# Work required
Each line below needs to be repeated precisely as it is.

Stored data entries:
┄┄┄┄┄┄┄┄┄┄
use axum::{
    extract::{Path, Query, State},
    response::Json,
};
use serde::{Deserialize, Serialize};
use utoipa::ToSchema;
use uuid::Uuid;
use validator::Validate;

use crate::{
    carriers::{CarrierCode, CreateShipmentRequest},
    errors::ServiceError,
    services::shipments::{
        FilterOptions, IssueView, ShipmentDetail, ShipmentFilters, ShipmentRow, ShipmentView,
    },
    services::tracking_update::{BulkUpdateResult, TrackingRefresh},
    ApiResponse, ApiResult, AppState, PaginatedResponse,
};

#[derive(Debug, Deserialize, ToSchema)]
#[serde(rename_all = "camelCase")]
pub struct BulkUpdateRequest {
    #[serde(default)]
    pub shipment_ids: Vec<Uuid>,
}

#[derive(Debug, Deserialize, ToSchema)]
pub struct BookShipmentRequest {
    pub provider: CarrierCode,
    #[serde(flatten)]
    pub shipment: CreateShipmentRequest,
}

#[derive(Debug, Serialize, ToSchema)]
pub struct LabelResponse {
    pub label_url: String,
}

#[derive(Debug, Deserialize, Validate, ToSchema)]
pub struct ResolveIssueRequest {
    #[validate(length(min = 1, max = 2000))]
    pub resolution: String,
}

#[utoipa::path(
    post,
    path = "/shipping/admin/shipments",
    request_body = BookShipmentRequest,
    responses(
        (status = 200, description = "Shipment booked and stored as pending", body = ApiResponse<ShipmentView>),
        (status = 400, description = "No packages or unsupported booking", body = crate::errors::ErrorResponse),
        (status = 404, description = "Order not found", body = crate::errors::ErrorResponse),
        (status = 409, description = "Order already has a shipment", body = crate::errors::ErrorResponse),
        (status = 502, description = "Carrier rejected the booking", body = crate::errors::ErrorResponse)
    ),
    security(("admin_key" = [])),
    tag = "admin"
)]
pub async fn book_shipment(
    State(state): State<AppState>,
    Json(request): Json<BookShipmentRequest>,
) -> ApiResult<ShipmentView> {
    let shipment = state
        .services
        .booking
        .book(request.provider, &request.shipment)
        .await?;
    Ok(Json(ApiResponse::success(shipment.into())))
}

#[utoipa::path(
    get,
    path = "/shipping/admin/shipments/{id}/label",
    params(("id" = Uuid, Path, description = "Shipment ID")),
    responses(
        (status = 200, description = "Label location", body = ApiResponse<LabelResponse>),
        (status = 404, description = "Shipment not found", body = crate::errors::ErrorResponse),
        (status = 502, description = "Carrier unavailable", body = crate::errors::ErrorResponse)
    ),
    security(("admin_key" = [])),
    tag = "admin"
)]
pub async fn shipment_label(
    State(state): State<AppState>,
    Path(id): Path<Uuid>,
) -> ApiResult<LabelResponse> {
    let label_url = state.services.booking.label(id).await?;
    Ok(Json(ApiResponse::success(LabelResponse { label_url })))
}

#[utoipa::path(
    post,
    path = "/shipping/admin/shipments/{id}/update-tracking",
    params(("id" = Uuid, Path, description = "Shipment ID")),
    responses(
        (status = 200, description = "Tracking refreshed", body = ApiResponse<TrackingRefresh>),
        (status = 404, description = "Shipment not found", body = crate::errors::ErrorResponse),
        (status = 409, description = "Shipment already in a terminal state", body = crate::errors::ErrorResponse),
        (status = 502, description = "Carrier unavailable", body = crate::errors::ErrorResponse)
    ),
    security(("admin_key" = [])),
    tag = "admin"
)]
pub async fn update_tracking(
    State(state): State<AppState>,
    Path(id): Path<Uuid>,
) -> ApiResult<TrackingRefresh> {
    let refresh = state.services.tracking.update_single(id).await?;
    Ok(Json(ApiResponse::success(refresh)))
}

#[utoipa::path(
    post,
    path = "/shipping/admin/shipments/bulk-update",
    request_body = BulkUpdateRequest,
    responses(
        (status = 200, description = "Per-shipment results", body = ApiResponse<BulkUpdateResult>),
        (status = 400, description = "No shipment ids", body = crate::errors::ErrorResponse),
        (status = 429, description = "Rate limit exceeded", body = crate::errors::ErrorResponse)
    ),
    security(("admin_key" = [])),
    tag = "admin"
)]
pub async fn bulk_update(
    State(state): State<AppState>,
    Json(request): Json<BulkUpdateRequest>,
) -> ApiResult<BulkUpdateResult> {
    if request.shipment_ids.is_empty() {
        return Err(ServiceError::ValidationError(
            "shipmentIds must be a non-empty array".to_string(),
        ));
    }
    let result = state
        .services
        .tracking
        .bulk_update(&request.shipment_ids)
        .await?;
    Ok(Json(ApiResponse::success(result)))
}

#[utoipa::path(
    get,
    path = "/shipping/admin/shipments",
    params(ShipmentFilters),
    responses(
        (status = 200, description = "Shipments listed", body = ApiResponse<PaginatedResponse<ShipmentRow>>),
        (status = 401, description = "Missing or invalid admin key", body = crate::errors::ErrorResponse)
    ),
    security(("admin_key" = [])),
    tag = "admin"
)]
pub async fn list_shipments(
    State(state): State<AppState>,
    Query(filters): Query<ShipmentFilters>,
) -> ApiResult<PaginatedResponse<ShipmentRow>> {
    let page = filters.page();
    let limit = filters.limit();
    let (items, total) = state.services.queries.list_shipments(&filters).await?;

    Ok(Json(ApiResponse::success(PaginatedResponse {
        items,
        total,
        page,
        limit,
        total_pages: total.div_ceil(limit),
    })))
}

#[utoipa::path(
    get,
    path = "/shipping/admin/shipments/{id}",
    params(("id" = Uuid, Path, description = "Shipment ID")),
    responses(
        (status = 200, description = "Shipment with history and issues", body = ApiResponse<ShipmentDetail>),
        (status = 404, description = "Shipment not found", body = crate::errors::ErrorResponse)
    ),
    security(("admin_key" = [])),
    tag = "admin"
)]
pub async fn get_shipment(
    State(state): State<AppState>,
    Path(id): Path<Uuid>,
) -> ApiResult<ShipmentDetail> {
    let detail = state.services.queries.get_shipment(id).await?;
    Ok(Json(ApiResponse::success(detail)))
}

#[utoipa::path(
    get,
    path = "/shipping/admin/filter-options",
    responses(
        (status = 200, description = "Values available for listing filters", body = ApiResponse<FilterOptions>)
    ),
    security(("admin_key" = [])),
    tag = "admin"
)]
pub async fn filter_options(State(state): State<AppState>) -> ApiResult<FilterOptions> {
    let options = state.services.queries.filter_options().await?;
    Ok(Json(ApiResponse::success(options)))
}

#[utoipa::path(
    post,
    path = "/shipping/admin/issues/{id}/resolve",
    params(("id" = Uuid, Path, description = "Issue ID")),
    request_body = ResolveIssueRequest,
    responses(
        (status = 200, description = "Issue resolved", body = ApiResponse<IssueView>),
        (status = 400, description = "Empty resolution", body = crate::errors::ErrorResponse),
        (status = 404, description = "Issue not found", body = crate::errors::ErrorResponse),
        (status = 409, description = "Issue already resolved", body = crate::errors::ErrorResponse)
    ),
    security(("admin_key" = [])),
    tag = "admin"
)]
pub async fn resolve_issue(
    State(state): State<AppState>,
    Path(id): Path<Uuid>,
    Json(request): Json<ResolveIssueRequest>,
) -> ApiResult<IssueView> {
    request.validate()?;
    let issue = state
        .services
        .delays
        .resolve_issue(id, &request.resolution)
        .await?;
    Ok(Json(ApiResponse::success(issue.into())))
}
┄┄┄┄┄┄┄┄┄┄
# Answer space
use axum::{
    extract::{Path, Query, State},
    response::Json,
};
use serde::{Deserialize, Serialize};
use utoipa::ToSchema;
use uuid::Uuid;
use validator::Validate;

use crate::{
    carriers::{CarrierCode, CreateShipmentRequest},
    errors::ServiceError,
    services::shipments::{
        FilterOptions, IssueView, ShipmentDetail, ShipmentFilters, ShipmentRow, ShipmentView,
    },
    services::tracking_update::{BulkUpdateResult, TrackingRefresh},
    ApiResponse, ApiResult, AppState, PaginatedResponse,
};

#[derive(Debug, Deserialize, ToSchema)]
#[serde(rename_all = "camelCase")]
pub struct BulkUpdateRequest {
    #[serde(default)]
    pub shipment_ids: Vec<Uuid>,
}

#[derive(Debug, Deserialize, ToSchema)]
pub struct BookShipmentRequest {
    pub provider: CarrierCode,
    #[serde(flatten)]
    pub shipment: CreateShipmentRequest,
}

#[derive(Debug, Serialize, ToSchema)]
pub struct LabelResponse {
    pub label_url: String,
}

#[derive(Debug, Deserialize, Validate, ToSchema)]
pub struct ResolveIssueRequest {
    #[validate(length(min = 1, max = 2000))]
    pub resolution: String,
}

#[utoipa::path(
    post,
    path = "/shipping/admin/shipments",
    request_body = BookShipmentRequest,
    responses(
        (status = 200, description = "Shipment booked and stored as pending", body = ApiResponse<ShipmentView>),
        (status = 400, description = "No packages or unsupported booking", body = crate::errors::ErrorResponse),
        (status = 404, description = "Order not found", body = crate::errors::ErrorResponse),
        (status = 409, description = "Order already has a shipment", body = crate::errors::ErrorResponse),
        (status = 502, description = "Carrier rejected the booking", body = crate::errors::ErrorResponse)
    ),
    security(("admin_key" = [])),
    tag = "admin"
)]
pub async fn book_shipment(
    State(state): State<AppState>,
    Json(request): Json<BookShipmentRequest>,
) -> ApiResult<ShipmentView> {
    let shipment = state
        .services
        .booking
        .book(request.provider, &request.shipment)
        .await?;
    Ok(Json(ApiResponse::success(shipment.into())))
}

#[utoipa::path(
    get,
    path = "/shipping/admin/shipments/{id}/label",
    params(("id" = Uuid, Path, description = "Shipment ID")),
    responses(
        (status = 200, description = "Label location", body = ApiResponse<LabelResponse>),
        (status = 404, description = "Shipment not found", body = crate::errors::ErrorResponse),
        (status = 502, description = "Carrier unavailable", body = crate::errors::ErrorResponse)
    ),
    security(("admin_key" = [])),
    tag = "admin"
)]
pub async fn shipment_label(
    State(state): State<AppState>,
    Path(id): Path<Uuid>,
) -> ApiResult<LabelResponse> {
    let label_url = state.services.booking.label(id).await?;
    Ok(Json(ApiResponse::success(LabelResponse { label_url })))
}

#[utoipa::path(
    post,
    path = "/shipping/admin/shipments/{id}/update-tracking",
    params(("id" = Uuid, Path, description = "Shipment ID")),
    responses(
        (status = 200, description = "Tracking refreshed", body = ApiResponse<TrackingRefresh>),
        (status = 404, description = "Shipment not found", body = crate::errors::ErrorResponse),
        (status = 409, description = "Shipment already in a terminal state", body = crate::errors::ErrorResponse),
        (status = 502, description = "Carrier unavailable", body = crate::errors::ErrorResponse)
    ),
    security(("admin_key" = [])),
    tag = "admin"
)]
pub async fn update_tracking(
    State(state): State<AppState>,
    Path(id): Path<Uuid>,
) -> ApiResult<TrackingRefresh> {
    let refresh = state.services.tracking.update_single(id).await?;
    Ok(Json(ApiResponse::success(refresh)))
}

#[utoipa::path(
    post,
    path = "/shipping/admin/shipments/bulk-update",
    request_body = BulkUpdateRequest,
    responses(
        (status = 200, description = "Per-shipment results", body = ApiResponse<BulkUpdateResult>),
        (status = 400, description = "No shipment ids", body = crate::errors::ErrorResponse),
        (status = 429, description = "Rate limit exceeded", body = crate::errors::ErrorResponse)
    ),
    security(("admin_key" = [])),
    tag = "admin"
)]
pub async fn bulk_update(
    State(state): State<AppState>,
    Json(request): Json<BulkUpdateRequest>,
) -> ApiResult<BulkUpdateResult> {
    if request.shipment_ids.is_empty() {
        return Err(ServiceError::ValidationError(
            "shipmentIds must be a non-empty array".to_string(),
        ));
    }
    let result = state
        .services
        .tracking
        .bulk_update(&request.shipment_ids)
        .await?;
    Ok(Json(ApiResponse::success(result)))
}

#[utoipa::path(
    get,
    path = "/shipping/admin/shipments",
    params(ShipmentFilters),
    responses(
        (status = 200, description = "Shipments listed", body = ApiResponse<PaginatedResponse<ShipmentRow>>),
        (status = 401, description = "Missing or invalid admin key", body = crate::errors::ErrorResponse)
    ),
    security(("admin_key" = [])),
    tag = "admin"
)]
pub async fn list_shipments(
    State(state): State<AppState>,
    Query(filters): Query<ShipmentFilters>,
) -> ApiResult<PaginatedResponse<ShipmentRow>> {
    let page = filters.page();
    let limit = filters.limit();
    let (items, total) = state.services.queries.list_shipments(&filters).await?;

    Ok(Json(ApiResponse::success(PaginatedResponse {
        items,
        total,
        page,
        limit,
        total_pages: total.div_ceil(limit),
    })))
}

#[utoipa::path(
    get,
    path = "/shipping/admin/shipments/{id}",
    params(("id" = Uuid, Path, description = "Shipment ID")),
    responses(
        (status = 200, description = "Shipment with history and issues", body = ApiResponse<ShipmentDetail>),
        (status = 404, description = "Shipment not found", body = crate::errors::ErrorResponse)
    ),
    security(("admin_key" = [])),
    tag = "admin"
)]
pub async fn get_shipment(
    State(state): State<AppState>,
    Path(id): Path<Uuid>,
) -> ApiResult<ShipmentDetail> {
    let detail = state.services.queries.get_shipment(id).await?;
    Ok(Json(ApiResponse::success(detail)))
}

#[utoipa::path(
    get,
    path = "/shipping/admin/filter-options",
    responses(
        (status = 200, description = "Values available for listing filters", body = ApiResponse<FilterOptions>)
    ),
    security(("admin_key" = [])),
    tag = "admin"
)]
pub async fn filter_options(State(state): State<AppState>) -> ApiResult<FilterOptions> {
    let options = state.services.queries.filter_options().await?;
    Ok(Json(ApiResponse::success(options)))
}

#[utoipa::path(
    post,
    path = "/shipping/admin/issues/{id}/resolve",
    params(("id" = Uuid, Path, description = "Issue ID")),
    request_body = ResolveIssueRequest,
    responses(
        (status = 200, description = "Issue resolved", body = ApiResponse<IssueView>),
        (status = 400, description = "Empty resolution", body = crate::errors::ErrorResponse),
        (status = 404, description = "Issue not found", body = crate::errors::ErrorResponse),
        (status = 409, description = "Issue already resolved", body = crate::errors::ErrorResponse)
    ),
    security(("admin_key" = [])),
    tag = "admin"
)]
pub async fn resolve_issue(
    State(state): State<AppState>,
    Path(id): Path<Uuid>,
    Json(request): Json<ResolveIssueRequest>,
) -> ApiResult<IssueView> {
    request.validate()?;
    let issue = state
        .services
        .delays
        .resolve_issue(id, &request.resolution)
        .await?;
    Ok(Json(ApiResponse::success(issue.into())))
}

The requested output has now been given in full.